Since you were young, chances are your dentist advised you to brush properly and floss daily in order to avoid cavities (also known as dental caries). But what exactly are they? Cavities are holes that develop in the tooth due to decay. When acid from the bacteria build-up in plaque eventually wear down the strong enamel of the tooth, a hole can develop. This is what we refer to as a cavity. 
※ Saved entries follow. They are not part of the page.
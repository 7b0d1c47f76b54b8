//! # Inline Kinds
//!
//! HTML constructs recognized inside a text module, each owning its tag
//! names and delimiters.
//!
//! ## Types
//!
//! - **`HtmlTag`**: `OPEN = b'<'`, `CLOSE = b'>'`, comment delimiters
//! - **`Mark`**: decoration marks and the tag names that toggle them
//! - **`BlockBoundary`**: tag names that end a line of text
//! - **`Link`**: the anchor tag and its `href` attribute
//!
//! The parser never hardcodes tag names; it asks these types.

pub mod html_tag;
pub mod mark;

pub use html_tag::{BlockBoundary, HtmlTag, Link};
pub use mark::Mark;
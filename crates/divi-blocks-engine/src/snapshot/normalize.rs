use serde::Serialize;

use crate::{models::Node, parsing::inline::InlineNode};

/// A key-free view of a [`Node`].
///
/// Two conversions of the same input normalize to equal `Snap` trees.
#[derive(Debug, Clone, PartialEq, Eq, Serialize)]
#[serde(tag = "kind")]
pub enum Snap {
    Text { inline: Vec<InlineNode> },
    Image { asset: String },
    Button { url: Option<String>, label: Option<String> },
    Row { items: Vec<Snap> },
    Columns { columns: Vec<Vec<Snap>> },
}

pub fn normalize(nodes: &[Node]) -> Vec<Snap> {
    nodes.iter().map(normalize_node).collect()
}

fn normalize_node(node: &Node) -> Snap {
    match node {
        Node::Text(b) => Snap::Text {
            inline: b.text.clone(),
        },
        Node::Image(b) => Snap::Image {
            asset: b.asset.clone(),
        },
        Node::Button(b) => Snap::Button {
            url: b.url.clone(),
            label: b.label.clone(),
        },
        Node::Row(b) => Snap::Row {
            items: normalize(&b.items),
        },
        Node::Columns(b) => Snap::Columns {
            columns: b.columns.iter().map(|c| normalize(&c.items)).collect(),
        },
    }
}

#[cfg(test)]
mod tests {
    use super::*;
    use crate::models::{ImageBlock, RowGroup, TextBlock};

    #[test]
    fn keys_do_not_affect_snapshots() {
        let make = |key: &str| {
            vec![Node::Row(RowGroup {
                key: format!("{key}-row"),
                items: vec![
                    Node::Image(ImageBlock {
                        key: format!("{key}-img"),
                        asset: "image@https://a.png".into(),
                    }),
                    Node::Text(TextBlock {
                        key: format!("{key}-txt"),
                        text: vec![InlineNode::plain("x")],
                    }),
                ],
            })]
        };
        assert_eq!(normalize(&make("a")), normalize(&make("b")));
    }
}
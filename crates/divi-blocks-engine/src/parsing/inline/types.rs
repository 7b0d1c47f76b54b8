use serde::Serialize;

use super::kinds::Mark;

/// One inline element of a text block.
///
/// Serialized with a `_type` discriminator so text blocks embed directly in
/// page-builder documents.
#[derive(Debug, Clone, PartialEq, Eq, Serialize)]
#[serde(tag = "_type", rename_all = "camelCase")]
pub enum InlineNode {
    /// A run of text sharing the same marks and link target.
    Span {
        text: String,
        marks: Vec<Mark>,
        #[serde(skip_serializing_if = "Option::is_none")]
        href: Option<String>,
    },
    /// A line or paragraph boundary between runs.
    Break,
}

impl InlineNode {
    /// A plain, unmarked span.
    pub fn plain(text: impl Into<String>) -> Self {
        InlineNode::Span {
            text: text.into(),
            marks: vec![],
            href: None,
        }
    }

    pub fn marked(text: impl Into<String>, marks: &[Mark]) -> Self {
        InlineNode::Span {
            text: text.into(),
            marks: marks.to_vec(),
            href: None,
        }
    }

    pub fn link(text: impl Into<String>, href: impl Into<String>) -> Self {
        InlineNode::Span {
            text: text.into(),
            marks: vec![],
            href: Some(href.into()),
        }
    }
}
If a cavity goes untreated, it can continue to expand, penetrating into the deeper layers of the tooth and eventually hitting the nerves of the root. Cavities are not something that will go away by themselves. They are a condition that you want to have looked at by a dental professional. 

Types of cavities

Not all cavities fall into the same category, and the longer a cavity goes untreated, the more serious the issue. In fact there are three main types of cavities:

  • Smooth surface cavity. Cavities can take years to develop, as it takes time for the acid from plaque bacteria to slowly eat away and weaken the outer enamel of your tooth. This type of cavity might be seen in adults, and looks like a small hole in the smooth surface of the tooth. 
  • Pit and fissure cavity. This type of cavity affects the chewing part of the back teeth, or on the chewing part of those molars. It’s easy for plaque to build up in the back part of your mouth, since this area is where most of the chewing and grinding is done when we eat. 
  • Interproximal decay. Food gets stuck between the back teeth and if not removed with brushing and floss, can develop into a cavity.
  • Root decay. Receding gums are more common in older adults, making them more susceptible to root decay from exposed gums. When the root of the tooth is exposed to acid, it can cause decay.

How do you get a cavity?

What causes cavities to form?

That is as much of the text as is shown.